Following McDonald, the Bill of Rights’ provisions the Supreme Court has not yet found to be incorporated on the states are few but important: the Sixth Amendment right to a unanimous jury verdict, the Third Amendment protection against quartering of soldiers, the Fifth Amendment’s grand jury requirement, the Seventh Amendment’s right to a jury trial in civil cases, and the Eighth Amendment’s protection against excessive fines. It is this last protection that now is before the court in the Timbs case involving forfeiture of the Land Rover.
It seems inconceivable, particularly in light of the liberal standards governing incorporation and the extent of incorporation the Supreme Court has recognized, that the court could now would draw a line at the Excessive Fine Clause. Nonetheless, with the prospect of a deeply conservative majority controlling the court for decades to come, it is perhaps equally conceivable that that majority might revisit the entire notion of incorporation as a way to drastically curtail the reach of the Bill of Rights.

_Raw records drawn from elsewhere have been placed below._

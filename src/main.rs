use authentica::api::{self, app_state::AppState};
use authentica::config::loader::ConfigLoader;
use authentica::observability::{ObservabilityState, create_observability_router};
use authentica::providers::{
    CrossrefClient, GeminiClient, PaperSource, SemanticScholarClient, TextGenerator,
};
use authentica::services::{
    Assistant, InMemorySessionStore, ResultAggregator, SummaryGenerator, VerificationService,
};
use authentica::storage::query_log_repository::{QueryLogRepository, SqliteQueryLogRepository};
use authentica::storage::sqlite;
use std::sync::Arc;
use tracing::info;
use tracing_subscriber::EnvFilter;

#[tokio::main]
async fn main() -> anyhow::Result<()> {
    tracing_subscriber::fmt()
        .with_env_filter(EnvFilter::try_from_default_env().unwrap_or_else(|_| EnvFilter::new("info")))
        .init();

    info!("Starting Authentica...");

    let config = ConfigLoader::load()?;
    ConfigLoader::validate(&config)?;
    info!("Configuration loaded successfully");

    let db_pool = sqlite::connect(&config.database).await?;
    let query_log: Arc<dyn QueryLogRepository> = Arc::new(SqliteQueryLogRepository::new(db_pool));
    info!("Query log repository initialized");

    let primary: Arc<dyn PaperSource> =
        Arc::new(SemanticScholarClient::new(&config.providers.semantic_scholar)?);
    let secondary: Arc<dyn PaperSource> = Arc::new(CrossrefClient::new(&config.providers.crossref)?);
    let generator: Arc<dyn TextGenerator> = Arc::new(GeminiClient::new(&config.providers.gemini)?);
    info!(
        "Provider clients initialized (text generation model: {})",
        config.providers.gemini.model
    );

    let aggregator = ResultAggregator::new(primary, secondary);
    let summary = SummaryGenerator::new(generator.clone());
    let verification_service = VerificationService::new(aggregator, summary, query_log.clone());
    info!("Verification service initialized");

    let session_store = Arc::new(InMemorySessionStore::new());
    let assistant = Assistant::new(generator, session_store);
    info!("Assistant service initialized");

    let app_state = AppState::new(
        verification_service,
        assistant,
        query_log,
        config.verification.paper_limit,
    );
    info!("Application state created");

    let observability_state = Arc::new(ObservabilityState::new(
        env!("CARGO_PKG_VERSION").to_string(),
    ));
    let api_router = api::create_router(app_state);
    let router = create_observability_router(observability_state).merge(api_router);
    info!("API router created");

    let addr = format!("{}:{}", config.server.host, config.server.port);
    let listener = tokio::net::TcpListener::bind(&addr).await?;
    info!("Server listening on {}", addr);

    axum::serve(listener, router).await?;

    Ok(())
}
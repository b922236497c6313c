//! 统计接口 DTO

use chrono::{DateTime, Utc};
use serde::Serialize;

use crate::models::QueryLogEntry;

/// 最近查询条目
#[derive(Debug, Serialize)]
pub struct RecentQueryResponse {
    /// 查询文本
    pub query: String,
    /// 结果数量
    pub results: i64,
    /// 置信度标签
    pub confidence: String,
    /// 写入时间
    pub timestamp: DateTime<Utc>,
}

impl From<QueryLogEntry> for RecentQueryResponse {
    fn from(entry: QueryLogEntry) -> Self {
        Self {
            query: entry.query_text,
            results: entry.result_count,
            confidence: entry.confidence_level,
            timestamp: entry.timestamp,
        }
    }
}

/// 统计响应
#[derive(Debug, Serialize)]
pub struct StatsResponse {
    /// 查询总数
    pub total_queries: i64,
    /// 最近查询，新的在前
    pub recent_queries: Vec<RecentQueryResponse>,
}
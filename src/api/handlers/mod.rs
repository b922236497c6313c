//! Handler 模块

pub mod chat_handler;
pub mod stats_handler;
pub mod verify_handler;
//! CrossRef 检索客户端（备源）
//!
//! CrossRef 的条目结构与主源不同：标题是数组，链接要从 DOI 合成，
//! 年份藏在嵌套的 published.date-parts 里，这里统一归一化。

use async_trait::async_trait;
use serde::Deserialize;
use tracing::{debug, warn};

use crate::config::config::SearchProviderConfig;
use crate::error::Result;
use crate::models::Paper;
use crate::providers::{PaperSource, USER_AGENT};

/// 请求的响应字段
const SELECT_FIELDS: &str = "title,DOI,published,abstract";

/// CrossRef API 客户端
pub struct CrossrefClient {
    client: reqwest::Client,
    base_url: String,
}

#[derive(Debug, Deserialize)]
struct WorksResponse {
    #[serde(default)]
    message: WorksMessage,
}

#[derive(Debug, Deserialize, Default)]
struct WorksMessage {
    #[serde(default)]
    items: Vec<WorkItem>,
}

#[derive(Debug, Deserialize)]
struct WorkItem {
    title: Option<Vec<String>>,
    #[serde(rename = "DOI")]
    doi: Option<String>,
    published: Option<PublishedDate>,
    #[serde(rename = "abstract")]
    abstract_text: Option<String>,
}

#[derive(Debug, Deserialize)]
struct PublishedDate {
    #[serde(rename = "date-parts", default)]
    date_parts: Vec<Vec<Option<i32>>>,
}

impl WorkItem {
    fn into_paper(self) -> Paper {
        let title = self.title.and_then(|t| t.into_iter().next());
        let url = format!("https://doi.org/{}", self.doi.unwrap_or_default());
        let year = self
            .published
            .and_then(|p| p.date_parts.into_iter().next())
            .and_then(|parts| parts.into_iter().next())
            .flatten();
        Paper::new(title, url, year, self.abstract_text)
    }
}

impl CrossrefClient {
    /// 创建客户端，超时与根地址来自配置
    pub fn new(config: &SearchProviderConfig) -> Result<Self> {
        let client = reqwest::Client::builder()
            .timeout(std::time::Duration::from_secs(config.timeout))
            .user_agent(USER_AGENT)
            .build()?;

        Ok(Self {
            client,
            base_url: config.base_url.clone(),
        })
    }

    async fn fetch(&self, query: &str, limit: usize) -> Result<Vec<Paper>> {
        let response = self
            .client
            .get(format!("{}/works", self.base_url))
            .query(&[
                ("query", query),
                ("rows", &limit.to_string()),
                ("select", SELECT_FIELDS),
            ])
            .send()
            .await?;

        if !response.status().is_success() {
            return Err(crate::error::AppError::Provider(format!(
                "CrossRef returned status {}",
                response.status()
            )));
        }

        let body: WorksResponse = response.json().await?;
        Ok(body
            .message
            .items
            .into_iter()
            .map(WorkItem::into_paper)
            .collect())
    }
}

#[async_trait]
impl PaperSource for CrossrefClient {
    async fn search(&self, query: &str, limit: usize) -> Vec<Paper> {
        match self.fetch(query, limit).await {
            Ok(papers) => {
                debug!("CrossRef: found {} papers", papers.len());
                papers
            }
            Err(e) => {
                warn!("CrossRef search failed: {}", e);
                Vec::new()
            }
        }
    }

    fn name(&self) -> &'static str {
        "crossref"
    }
}
//! Authentica - 信息可信度验证服务
//!
//! 针对自然语言陈述检索学术论文证据，聚合多个检索源的结果，
//! 按结果数量给出置信度评级，并生成面向普通读者的 AI 摘要。

pub mod api;
pub mod config;
pub mod error;
pub mod models;
pub mod observability;
pub mod providers;
pub mod services;
pub mod storage;
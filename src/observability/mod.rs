//! 可观测性模块
//!
//! 提供健康检查端点。

use axum::{Json, Router, extract::State, response::IntoResponse, routing::get};
use chrono::{DateTime, Utc};
use serde::Serialize;
use std::sync::Arc;

/// 健康检查状态
#[derive(Debug, Serialize)]
pub struct HealthStatus {
    /// 服务状态
    pub status: String,
    /// 版本号
    pub version: String,
    /// 启动时间
    pub started_at: DateTime<Utc>,
    /// 当前时间
    pub timestamp: DateTime<Utc>,
}

/// 可观测性状态
pub struct ObservabilityState {
    version: String,
    started_at: DateTime<Utc>,
}

impl ObservabilityState {
    /// 创建可观测性状态
    pub fn new(version: String) -> Self {
        Self {
            version,
            started_at: Utc::now(),
        }
    }
}

async fn health(State(state): State<Arc<ObservabilityState>>) -> impl IntoResponse {
    Json(HealthStatus {
        status: "ok".to_string(),
        version: state.version.clone(),
        started_at: state.started_at,
        timestamp: Utc::now(),
    })
}

/// 创建可观测性路由
pub fn create_observability_router(state: Arc<ObservabilityState>) -> Router {
    Router::new().route("/health", get(health)).with_state(state)
}

#[cfg(test)]
mod tests {
    use super::*;
    use axum::body::Body;
    use axum::http::{Request, StatusCode};
    use tower::ServiceExt;

    #[tokio::test]
    async fn test_health_returns_ok() {
        let router = create_observability_router(Arc::new(ObservabilityState::new(
            env!("CARGO_PKG_VERSION").to_string(),
        )));

        let response = router
            .oneshot(
                Request::builder()
                    .uri("/health")
                    .body(Body::empty())
                    .unwrap(),
            )
            .await
            .unwrap();

        assert_eq!(response.status(), StatusCode::OK);
    }
}
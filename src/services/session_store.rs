//! 会话存储
//!
//! 按会话 ID 保存对话轮次。以 trait 形式注入助手服务，
//! 不依赖任何全局可变状态。

use dashmap::DashMap;

use crate::models::ChatTurn;

/// 会话存储抽象
pub trait SessionStore: Send + Sync {
    /// 读取会话的全部轮次（不存在时为空）
    fn get(&self, session_id: &str) -> Vec<ChatTurn>;

    /// 向会话追加一轮对话
    fn append(&self, session_id: &str, turn: ChatTurn);

    /// 清空会话
    fn clear(&self, session_id: &str);
}

/// 进程内会话存储
///
/// 同一会话下的并发写入遵循 last-write-wins，无需严格串行。
#[derive(Default)]
pub struct InMemorySessionStore {
    sessions: DashMap<String, Vec<ChatTurn>>,
}

impl InMemorySessionStore {
    /// 创建空存储
    pub fn new() -> Self {
        Self::default()
    }
}

impl SessionStore for InMemorySessionStore {
    fn get(&self, session_id: &str) -> Vec<ChatTurn> {
        self.sessions
            .get(session_id)
            .map(|turns| turns.clone())
            .unwrap_or_default()
    }

    fn append(&self, session_id: &str, turn: ChatTurn) {
        self.sessions
            .entry(session_id.to_string())
            .or_default()
            .push(turn);
    }

    fn clear(&self, session_id: &str) {
        self.sessions.insert(session_id.to_string(), Vec::new());
    }
}
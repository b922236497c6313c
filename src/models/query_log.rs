//! 查询日志模型
//!
//! 每次验证请求写入一条记录，只追加，不修改不删除。

use chrono::{DateTime, Utc};
use serde::{Deserialize, Serialize};
use sqlx::FromRow;

use crate::models::confidence::ConfidenceLevel;

/// 查询日志条目
#[derive(Debug, Clone, Serialize, Deserialize, FromRow)]
pub struct QueryLogEntry {
    /// 自增主键（写入前为 0）
    #[serde(default)]
    pub id: i64,
    /// 查询文本
    pub query_text: String,
    /// 结果数量
    pub result_count: i64,
    /// 置信度标签
    pub confidence_level: String,
    /// 写入时间
    pub timestamp: DateTime<Utc>,
}

impl QueryLogEntry {
    /// 创建新日志条目，时间戳取当前时间
    pub fn new(query_text: &str, result_count: usize, confidence: ConfidenceLevel) -> Self {
        Self {
            id: 0,
            query_text: query_text.to_string(),
            result_count: result_count as i64,
            confidence_level: confidence.as_str().to_string(),
            timestamp: Utc::now(),
        }
    }
}
//! 对话轮次模型

use serde::{Deserialize, Serialize};

/// 一轮对话：用户消息 + 助手回复
///
/// 会话内按顺序追加；失败的轮次不会被记录。
#[derive(Debug, Clone, Serialize, Deserialize, PartialEq)]
pub struct ChatTurn {
    /// 用户消息
    pub user: String,
    /// 助手回复
    pub assistant: String,
}

impl ChatTurn {
    /// 创建新轮次
    pub fn new(user: &str, assistant: &str) -> Self {
        Self {
            user: user.to_string(),
            assistant: assistant.to_string(),
        }
    }
}
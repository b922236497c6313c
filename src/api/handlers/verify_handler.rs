use axum::{
    Json,
    extract::State,
    http::StatusCode,
    response::{IntoResponse, Response},
};
use tracing::debug;

use crate::{
    api::{app_state::AppState, dto::verify_dto::*},
    error::AppError,
};

/// 验证一条陈述
///
/// 空白陈述在这里拒绝，编排层假定查询非空。
pub async fn verify(
    State(state): State<AppState>,
    Json(request): Json<VerifyRequest>,
) -> Result<Response, AppError> {
    let statement = request.statement.trim();

    if statement.is_empty() {
        let body = VerifyErrorResponse {
            error: "No query provided".to_string(),
            found: false,
        };
        return Ok((StatusCode::BAD_REQUEST, Json(body)).into_response());
    }

    debug!(
        "received verification request: '{}' (fetching up to {} papers)",
        statement, state.paper_limit
    );

    let outcome = state
        .verification_service
        .verify(statement, state.paper_limit)
        .await;

    Ok(Json(VerifyResponse::from(outcome)).into_response())
}
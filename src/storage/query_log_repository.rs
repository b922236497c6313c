//! 查询日志仓库
//!
//! 只追加的查询日志，外加统计视图需要的 count 和最近 N 条读取。

use async_trait::async_trait;
use sqlx::SqlitePool;

use crate::error::Result;
use crate::models::QueryLogEntry;

/// 查询日志仓库抽象
#[async_trait]
pub trait QueryLogRepository: Send + Sync {
    /// 追加一条日志
    async fn append(&self, entry: &QueryLogEntry) -> Result<()>;

    /// 日志总数
    async fn count(&self) -> Result<i64>;

    /// 最近 limit 条日志，新的在前
    async fn recent(&self, limit: i64) -> Result<Vec<QueryLogEntry>>;
}

/// SQLite 实现
pub struct SqliteQueryLogRepository {
    pool: SqlitePool,
}

impl SqliteQueryLogRepository {
    /// 创建仓库
    pub fn new(pool: SqlitePool) -> Self {
        Self { pool }
    }
}

#[async_trait]
impl QueryLogRepository for SqliteQueryLogRepository {
    async fn append(&self, entry: &QueryLogEntry) -> Result<()> {
        sqlx::query(
            r#"
            INSERT INTO queries (query_text, result_count, confidence_level, timestamp)
            VALUES (?, ?, ?, ?)
            "#,
        )
        .bind(&entry.query_text)
        .bind(entry.result_count)
        .bind(&entry.confidence_level)
        .bind(entry.timestamp)
        .execute(&self.pool)
        .await?;

        Ok(())
    }

    async fn count(&self) -> Result<i64> {
        let total: i64 = sqlx::query_scalar("SELECT COUNT(*) FROM queries")
            .fetch_one(&self.pool)
            .await?;

        Ok(total)
    }

    async fn recent(&self, limit: i64) -> Result<Vec<QueryLogEntry>> {
        let entries = sqlx::query_as::<_, QueryLogEntry>(
            r#"
            SELECT id, query_text, result_count, confidence_level, timestamp
            FROM queries
            ORDER BY timestamp DESC, id DESC
            LIMIT ?
            "#,
        )
        .bind(limit)
        .fetch_all(&self.pool)
        .await?;

        Ok(entries)
    }
}

#[cfg(test)]
mod tests {
    use super::*;
    use crate::models::ConfidenceLevel;
    use crate::storage::sqlite::init_schema;
    use sqlx::sqlite::SqlitePoolOptions;

    /// 单连接内存库，避免每个连接各拿一份空库
    async fn test_pool() -> SqlitePool {
        let pool = SqlitePoolOptions::new()
            .max_connections(1)
            .connect("sqlite::memory:")
            .await
            .unwrap();
        init_schema(&pool).await.unwrap();
        pool
    }

    #[tokio::test]
    async fn test_append_and_count() {
        let repo = SqliteQueryLogRepository::new(test_pool().await);

        assert_eq!(repo.count().await.unwrap(), 0);

        repo.append(&QueryLogEntry::new("q1", 2, ConfidenceLevel::WeakEvidence))
            .await
            .unwrap();
        repo.append(&QueryLogEntry::new("q2", 0, ConfidenceLevel::NotSupported))
            .await
            .unwrap();

        assert_eq!(repo.count().await.unwrap(), 2);
    }

    #[tokio::test]
    async fn test_recent_is_newest_first_and_bounded() {
        let repo = SqliteQueryLogRepository::new(test_pool().await);

        for i in 0..12 {
            repo.append(&QueryLogEntry::new(
                &format!("q{}", i),
                i,
                ConfidenceLevel::from_result_count(i),
            ))
            .await
            .unwrap();
        }

        let recent = repo.recent(10).await.unwrap();

        assert_eq!(recent.len(), 10);
        assert_eq!(recent[0].query_text, "q11");
        assert_eq!(recent[9].query_text, "q2");
    }

    #[tokio::test]
    async fn test_entry_roundtrip_preserves_fields() {
        let repo = SqliteQueryLogRepository::new(test_pool().await);
        let entry = QueryLogEntry::new("does coffee help", 7, ConfidenceLevel::ModerateEvidence);

        repo.append(&entry).await.unwrap();
        let stored = repo.recent(1).await.unwrap();

        assert_eq!(stored[0].query_text, "does coffee help");
        assert_eq!(stored[0].result_count, 7);
        assert_eq!(stored[0].confidence_level, "Moderate Evidence");
    }
}
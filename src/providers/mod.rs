//! 外部服务客户端模块
//!
//! 两个论文检索源（Semantic Scholar 主源、CrossRef 备源）和
//! 一个文本生成服务（Gemini）。检索源按契约永不失败：任何
//! 传输错误、非 2xx 状态或畸形响应都记录日志并返回空结果，
//! 调用方无需区分"无结果"和"服务不可达"。

pub mod crossref;
pub mod gemini;
pub mod semantic_scholar;

use async_trait::async_trait;

use crate::error::Result;
use crate::models::Paper;

/// 出站请求统一 User-Agent
pub const USER_AGENT: &str = "Information-Authenticator/1.0";

/// 论文检索源
#[async_trait]
pub trait PaperSource: Send + Sync {
    /// 检索论文，失败时返回空列表而不是错误
    async fn search(&self, query: &str, limit: usize) -> Vec<Paper>;

    /// 检索源名称（用于日志）
    fn name(&self) -> &'static str;
}

/// 文本生成服务
///
/// 单次 prompt-completion 调用，不做流式输出。内部重试与模型
/// 选择行为视为不透明，这里只暴露 complete 一个能力。
#[async_trait]
pub trait TextGenerator: Send + Sync {
    /// 根据 prompt 生成一段文本
    async fn complete(&self, prompt: &str) -> Result<String>;
}

pub use crossref::CrossrefClient;
pub use gemini::GeminiClient;
pub use semantic_scholar::SemanticScholarClient;
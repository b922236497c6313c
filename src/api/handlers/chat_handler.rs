use axum::{
    Json,
    extract::State,
    http::StatusCode,
    response::{IntoResponse, Response},
};
use tracing::debug;
use uuid::Uuid;

use crate::{
    api::{app_state::AppState, dto::chat_dto::*},
    error::AppError,
};

/// 对话一轮
pub async fn chat(
    State(state): State<AppState>,
    Json(request): Json<ChatRequest>,
) -> Result<Response, AppError> {
    let message = request.message.trim();

    if message.is_empty() {
        let body = ChatErrorResponse {
            error: "No message provided".to_string(),
            reply: "Please enter a message.".to_string(),
        };
        return Ok((StatusCode::BAD_REQUEST, Json(body)).into_response());
    }

    let session_id = request
        .session_id
        .filter(|id| !id.trim().is_empty())
        .unwrap_or_else(|| Uuid::new_v4().to_string());

    debug!("chatbot request for session '{}'", session_id);

    let reply = state.assistant.reply(&session_id, message).await;

    Ok(Json(ChatResponse { session_id, reply }).into_response())
}

/// 清空会话历史
pub async fn clear_chat(
    State(state): State<AppState>,
    Json(request): Json<ClearChatRequest>,
) -> Result<impl IntoResponse, AppError> {
    if request.session_id.trim().is_empty() {
        return Err(AppError::Validation("No session_id provided".to_string()));
    }

    state.assistant.clear(&request.session_id);

    Ok(Json(ClearChatResponse {
        status: "Chat history cleared".to_string(),
    }))
}
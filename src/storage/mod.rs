//! 存储模块

pub mod query_log_repository;
pub mod sqlite;

pub use query_log_repository::{QueryLogRepository, SqliteQueryLogRepository};
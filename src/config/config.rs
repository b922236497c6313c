use serde::{Deserialize, Serialize};
use std::path::PathBuf;

/// 数据库配置
#[derive(Debug, Clone, Serialize, Deserialize, Default)]
#[serde(default)]
pub struct DatabaseConfig {
    /// SQLite 数据库文件路径
    pub path: PathBuf,
    /// 连接池最大大小
    pub max_connections: u32,
}

/// 服务器配置
#[derive(Debug, Clone, Serialize, Deserialize, Default)]
#[serde(default)]
pub struct ServerConfig {
    /// 服务地址
    pub host: String,
    /// 服务端口
    pub port: u16,
}

/// 论文检索源配置
#[derive(Debug, Clone, Serialize, Deserialize, Default)]
#[serde(default)]
pub struct SearchProviderConfig {
    /// 提供方 API 根地址
    pub base_url: String,
    /// 请求超时（秒）
    pub timeout: u64,
}

/// 文本生成（Gemini）配置
#[derive(Debug, Clone, Serialize, Deserialize, Default)]
#[serde(default)]
pub struct GeminiConfig {
    /// API 根地址
    pub base_url: String,
    /// 模型名称
    pub model: String,
    /// API 密钥，无默认值，缺失时启动失败
    pub api_key: String,
    /// 请求超时（秒）
    pub timeout: u64,
}

/// 外部服务配置
#[derive(Debug, Clone, Serialize, Deserialize, Default)]
#[serde(default)]
pub struct ProvidersConfig {
    /// 主检索源：Semantic Scholar
    pub semantic_scholar: SearchProviderConfig,
    /// 备用检索源：CrossRef
    pub crossref: SearchProviderConfig,
    /// 文本生成：Gemini
    pub gemini: GeminiConfig,
}

/// 验证流程配置
#[derive(Debug, Clone, Serialize, Deserialize, Default)]
#[serde(default)]
pub struct VerificationConfig {
    /// 单次验证检索的论文总数上限
    pub paper_limit: usize,
}

/// 日志配置
#[derive(Debug, Clone, Serialize, Deserialize, Default)]
#[serde(default)]
pub struct LoggingConfig {
    /// 日志级别
    pub level: String,
    /// 结构化日志格式
    pub structured: bool,
}

/// 应用配置
#[derive(Debug, Clone, Serialize, Deserialize, Default)]
#[serde(default)]
pub struct AppConfig {
    /// 数据库配置
    pub database: DatabaseConfig,
    /// 服务器配置
    pub server: ServerConfig,
    /// 外部服务配置
    pub providers: ProvidersConfig,
    /// 验证流程配置
    pub verification: VerificationConfig,
    /// 日志配置
    pub logging: LoggingConfig,
    /// 应用名称
    pub app_name: String,
    /// 环境
    pub environment: String,
}

impl AppConfig {
    /// 创建开发环境配置
    ///
    /// Gemini API 密钥没有默认值，必须从配置文件或环境变量注入。
    pub fn development() -> Self {
        Self {
            database: DatabaseConfig {
                path: PathBuf::from("./queries.db"),
                max_connections: 5,
            },
            server: ServerConfig {
                host: "0.0.0.0".into(),
                port: 5000,
            },
            providers: ProvidersConfig {
                semantic_scholar: SearchProviderConfig {
                    base_url: "https://api.semanticscholar.org".into(),
                    timeout: 10,
                },
                crossref: SearchProviderConfig {
                    base_url: "https://api.crossref.org".into(),
                    timeout: 10,
                },
                gemini: GeminiConfig {
                    base_url: "https://generativelanguage.googleapis.com".into(),
                    model: "gemini-2.5-flash".into(),
                    api_key: String::new(),
                    timeout: 10,
                },
            },
            verification: VerificationConfig { paper_limit: 20 },
            logging: LoggingConfig {
                level: "debug".into(),
                structured: false,
            },
            app_name: "authentica".into(),
            environment: "development".into(),
        }
    }

    /// 创建生产环境配置
    pub fn production() -> Self {
        let mut config = Self::development();
        config.environment = "production".into();
        config.logging.level = "info".into();
        config.logging.structured = true;
        config
    }
}
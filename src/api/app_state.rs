use std::sync::Arc;

use crate::services::assistant::Assistant;
use crate::services::verification::VerificationService;
use crate::storage::query_log_repository::QueryLogRepository;

/// Application state containing all shared services
#[derive(Clone)]
pub struct AppState {
    /// Verification orchestrator
    pub verification_service: Arc<VerificationService>,
    /// Conversational assistant
    pub assistant: Arc<Assistant>,
    /// Query log repository for the statistics view
    pub query_log: Arc<dyn QueryLogRepository>,
    /// Fixed paper limit per verification request
    pub paper_limit: usize,
}

impl std::fmt::Debug for AppState {
    fn fmt(&self, f: &mut std::fmt::Formatter<'_>) -> std::fmt::Result {
        f.debug_struct("AppState")
            .field("verification_service", &"Arc<VerificationService>")
            .field("assistant", &"Arc<Assistant>")
            .field("query_log", &"Arc<dyn QueryLogRepository>")
            .field("paper_limit", &self.paper_limit)
            .finish()
    }
}

impl AppState {
    /// Create new application state
    pub fn new(
        verification_service: VerificationService,
        assistant: Assistant,
        query_log: Arc<dyn QueryLogRepository>,
        paper_limit: usize,
    ) -> Self {
        Self {
            verification_service: Arc::new(verification_service),
            assistant: Arc::new(assistant),
            query_log,
            paper_limit,
        }
    }
}
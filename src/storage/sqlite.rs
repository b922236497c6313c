//! SQLite 连接池与建表

use sqlx::sqlite::{SqliteConnectOptions, SqlitePool, SqlitePoolOptions};
use tracing::info;

use crate::config::config::DatabaseConfig;
use crate::error::Result;

/// 创建连接池，数据库文件不存在时自动创建
pub async fn connect(config: &DatabaseConfig) -> Result<SqlitePool> {
    let options = SqliteConnectOptions::new()
        .filename(&config.path)
        .create_if_missing(true);

    let pool = SqlitePoolOptions::new()
        .max_connections(config.max_connections)
        .connect_with(options)
        .await?;

    init_schema(&pool).await?;
    info!("database '{}' initialized", config.path.display());

    Ok(pool)
}

/// 创建查询日志表（幂等）
pub async fn init_schema(pool: &SqlitePool) -> Result<()> {
    sqlx::query(
        r#"
        CREATE TABLE IF NOT EXISTS queries (
            id INTEGER PRIMARY KEY AUTOINCREMENT,
            query_text TEXT NOT NULL,
            result_count INTEGER NOT NULL,
            confidence_level TEXT NOT NULL,
            timestamp DATETIME DEFAULT CURRENT_TIMESTAMP
        )
        "#,
    )
    .execute(pool)
    .await?;

    Ok(())
}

In rejecting incorporation of the Excessive Fines Clause in Timbs, the Indiana Supreme Court gave voice to the fundamental states’ rights tension underlying incorporation:
Indiana is a sovereign state within our federal system, and we elect not to impose federal obligations on the State that the federal government itself has not mandated. An important corollary is that Indiana has its own system of legal, including constitutional, protections for its citizens and other persons within its jurisdiction. Absent a definitive holding from the Supreme Court, we decline to subject Indiana to a federal test that may operate to impede development of our own excessive-fines jurisprudence under the Indiana Constitution.
Should an aggressively conservative majority of the Supreme Court move to root its constitutional analysis in a states’ rights philosophy, the Timbs case could be a starting point for rolling back the incorporation jurisprudence that has made possible the full sweep of the Bill of Rights.